◆ **ASSIGNED TASK**
Look through the records and copy each line with the string "None" in it.

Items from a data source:
:::

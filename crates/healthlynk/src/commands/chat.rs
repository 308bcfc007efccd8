use super::{console, export, guidance};
use healthlynk_assist::{AssistConfig, GeminiClient, OfflineSource, ResponseSource};
use healthlynk_chat::{
    export_conversation, listen, Conversation, Notification, Notifier, SessionProfile,
    UnsupportedRecognizer,
};
use healthlynk_core::{CareGuide, Classifier, CurrentSymptom, Role};
use healthlynk_records::{write_json, Paths, Settings};
use std::io::{BufRead, Write};
use std::path::PathBuf;
use std::sync::Arc;
use tracing::info;

const HELP: &str = "Commands: /voice, /guidance, /export [path], /quit";

struct ChatContext {
    paths: Paths,
    settings: Settings,
    profile: SessionProfile,
    notifier: Box<dyn Notifier>,
    guide: CareGuide,
}

fn response_source(config: AssistConfig, offline: bool) -> anyhow::Result<Arc<dyn ResponseSource>> {
    if offline || !config.has_api_key() {
        info!("using offline replies");
        return Ok(Arc::new(OfflineSource::default()));
    }
    Ok(Arc::new(GeminiClient::new(config)?))
}

/// Print assistant messages past `printed` and return the new count
fn print_replies(conversation: &Conversation, printed: usize) -> usize {
    let messages = conversation.messages();
    for message in messages.iter().skip(printed) {
        if message.role == Role::Assistant {
            println!("Assistant: {}", message.content);
        }
    }
    messages.len()
}

async fn converse(
    conversation: &Conversation,
    input: impl BufRead,
    ctx: &ChatContext,
) -> anyhow::Result<()> {
    let mut printed = print_replies(conversation, 0);
    let mut shown_symptom: Option<CurrentSymptom> = None;
    println!("{HELP}");

    for line in input.lines() {
        let line = line?;
        let trimmed = line.trim();

        match trimmed {
            "/quit" | "/exit" => break,
            "/voice" => {
                if ctx.settings.voice_enabled {
                    listen(&UnsupportedRecognizer, conversation, ctx.notifier.as_ref()).await;
                } else {
                    ctx.notifier.notify(Notification::error(
                        "Voice input disabled",
                        "Turn voice on in settings to use it.",
                    ));
                }
            }
            "/guidance" => match conversation.current_symptom() {
                Some(symptom) => print!("{}", guidance::render(&ctx.guide, &symptom)),
                None => println!("No symptom detected yet."),
            },
            cmd if cmd.starts_with("/export") => {
                let path = match cmd.trim_start_matches("/export").trim() {
                    "" => export::default_output(&ctx.paths),
                    arg => PathBuf::from(arg),
                };
                if export_conversation(
                    &conversation.messages(),
                    &ctx.profile,
                    &path,
                    ctx.notifier.as_ref(),
                ) {
                    println!("Saved {}", path.display());
                }
            }
            cmd if cmd.starts_with('/') => println!("{HELP}"),
            _ => {
                if conversation.send(&line).is_some() {
                    conversation.wait_idle().await;
                }
            }
        }

        printed = print_replies(conversation, printed);
        let symptom = conversation.current_symptom();
        if symptom.is_some() && symptom != shown_symptom {
            if let Some(symptom) = &symptom {
                print!("\n{}\n", guidance::render(&ctx.guide, symptom));
            }
            shown_symptom = symptom;
        }
        std::io::stdout().flush()?;
    }
    Ok(())
}

pub fn run(patient: Option<String>, save: Option<PathBuf>, offline: bool) -> anyhow::Result<()> {
    let paths = Paths::new()?;
    let settings = Settings::load(&paths)?;
    let source = response_source(AssistConfig::from_env(), offline)?;

    let ctx = ChatContext {
        notifier: console::notifier(&settings),
        profile: export::profile_for(patient),
        guide: CareGuide::builtin(),
        paths,
        settings,
    };

    let runtime = tokio::runtime::Runtime::new()?;
    let messages = runtime.block_on(async {
        let conversation = Conversation::new(Arc::new(Classifier::default()), source);
        let result = converse(&conversation, std::io::stdin().lock(), &ctx).await;
        conversation.dispose();
        result.map(|()| conversation.messages())
    })?;

    if let Some(path) = save {
        write_json(&path, &messages)?;
        info!(path = %path.display(), messages = messages.len(), "transcript saved");
    }
    Ok(())
}
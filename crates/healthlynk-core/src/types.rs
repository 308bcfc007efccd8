//! Core types for symptom tracking and conversation logs

use chrono::{DateTime, Utc};
use serde::{Deserialize, Serialize};
use std::fmt;
use std::str::FromStr;

/// Greeting that opens every conversation
pub const DEFAULT_GREETING: &str = "Hello! I'm your healthcare assistant. How can I help you today?";

/// Severity of a detected condition
#[derive(Debug, Clone, Copy, PartialEq, Eq, PartialOrd, Ord, Hash, Serialize, Deserialize)]
#[serde(rename_all = "lowercase")]
pub enum Severity {
    /// Home care is usually enough
    Mild,
    /// Worth seeing a doctor
    Moderate,
    /// Needs immediate medical attention
    Severe,
}

impl Severity {
    pub fn as_str(&self) -> &'static str {
        match self {
            Severity::Mild => "mild",
            Severity::Moderate => "moderate",
            Severity::Severe => "severe",
        }
    }

    /// Whether this severity calls for a doctor rather than home care
    pub fn needs_doctor(&self) -> bool {
        matches!(self, Severity::Moderate | Severity::Severe)
    }
}

impl fmt::Display for Severity {
    fn fmt(&self, f: &mut fmt::Formatter<'_>) -> fmt::Result {
        f.write_str(self.as_str())
    }
}

#[derive(Debug, thiserror::Error)]
#[error("unknown severity: {0}")]
pub struct ParseSeverityError(String);

impl FromStr for Severity {
    type Err = ParseSeverityError;

    fn from_str(s: &str) -> Result<Self, Self::Err> {
        match s.trim().to_lowercase().as_str() {
            "mild" => Ok(Severity::Mild),
            "moderate" => Ok(Severity::Moderate),
            "severe" => Ok(Severity::Severe),
            other => Err(ParseSeverityError(other.to_string())),
        }
    }
}

/// Who authored a message
#[derive(Debug, Clone, Copy, PartialEq, Eq, Serialize, Deserialize)]
#[serde(rename_all = "lowercase")]
pub enum Role {
    User,
    Assistant,
}

/// A single chat message. Immutable once created.
#[derive(Debug, Clone, PartialEq, Serialize, Deserialize)]
pub struct Message {
    pub id: String,
    pub role: Role,
    pub content: String,
    pub timestamp: DateTime<Utc>,
}

impl Message {
    pub fn new(id: impl Into<String>, role: Role, content: impl Into<String>) -> Self {
        Self {
            id: id.into(),
            role,
            content: content.into(),
            timestamp: Utc::now(),
        }
    }

    pub fn user(id: impl Into<String>, content: impl Into<String>) -> Self {
        Self::new(id, Role::User, content)
    }

    pub fn assistant(id: impl Into<String>, content: impl Into<String>) -> Self {
        Self::new(id, Role::Assistant, content)
    }

    /// True for the canned opening message
    pub fn is_default_greeting(&self) -> bool {
        self.role == Role::Assistant && self.content == DEFAULT_GREETING
    }
}

/// The symptom the sidebar is currently showing guidance for
#[derive(Debug, Clone, PartialEq, Eq, Serialize, Deserialize)]
pub struct CurrentSymptom {
    pub name: String,
    pub severity: Severity,
}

:::

◆ **WRITTEN REPLY**
    let mut shown_symptom: Option<CurrentSymptom> = None;
                None => println!("No symptom detected yet."),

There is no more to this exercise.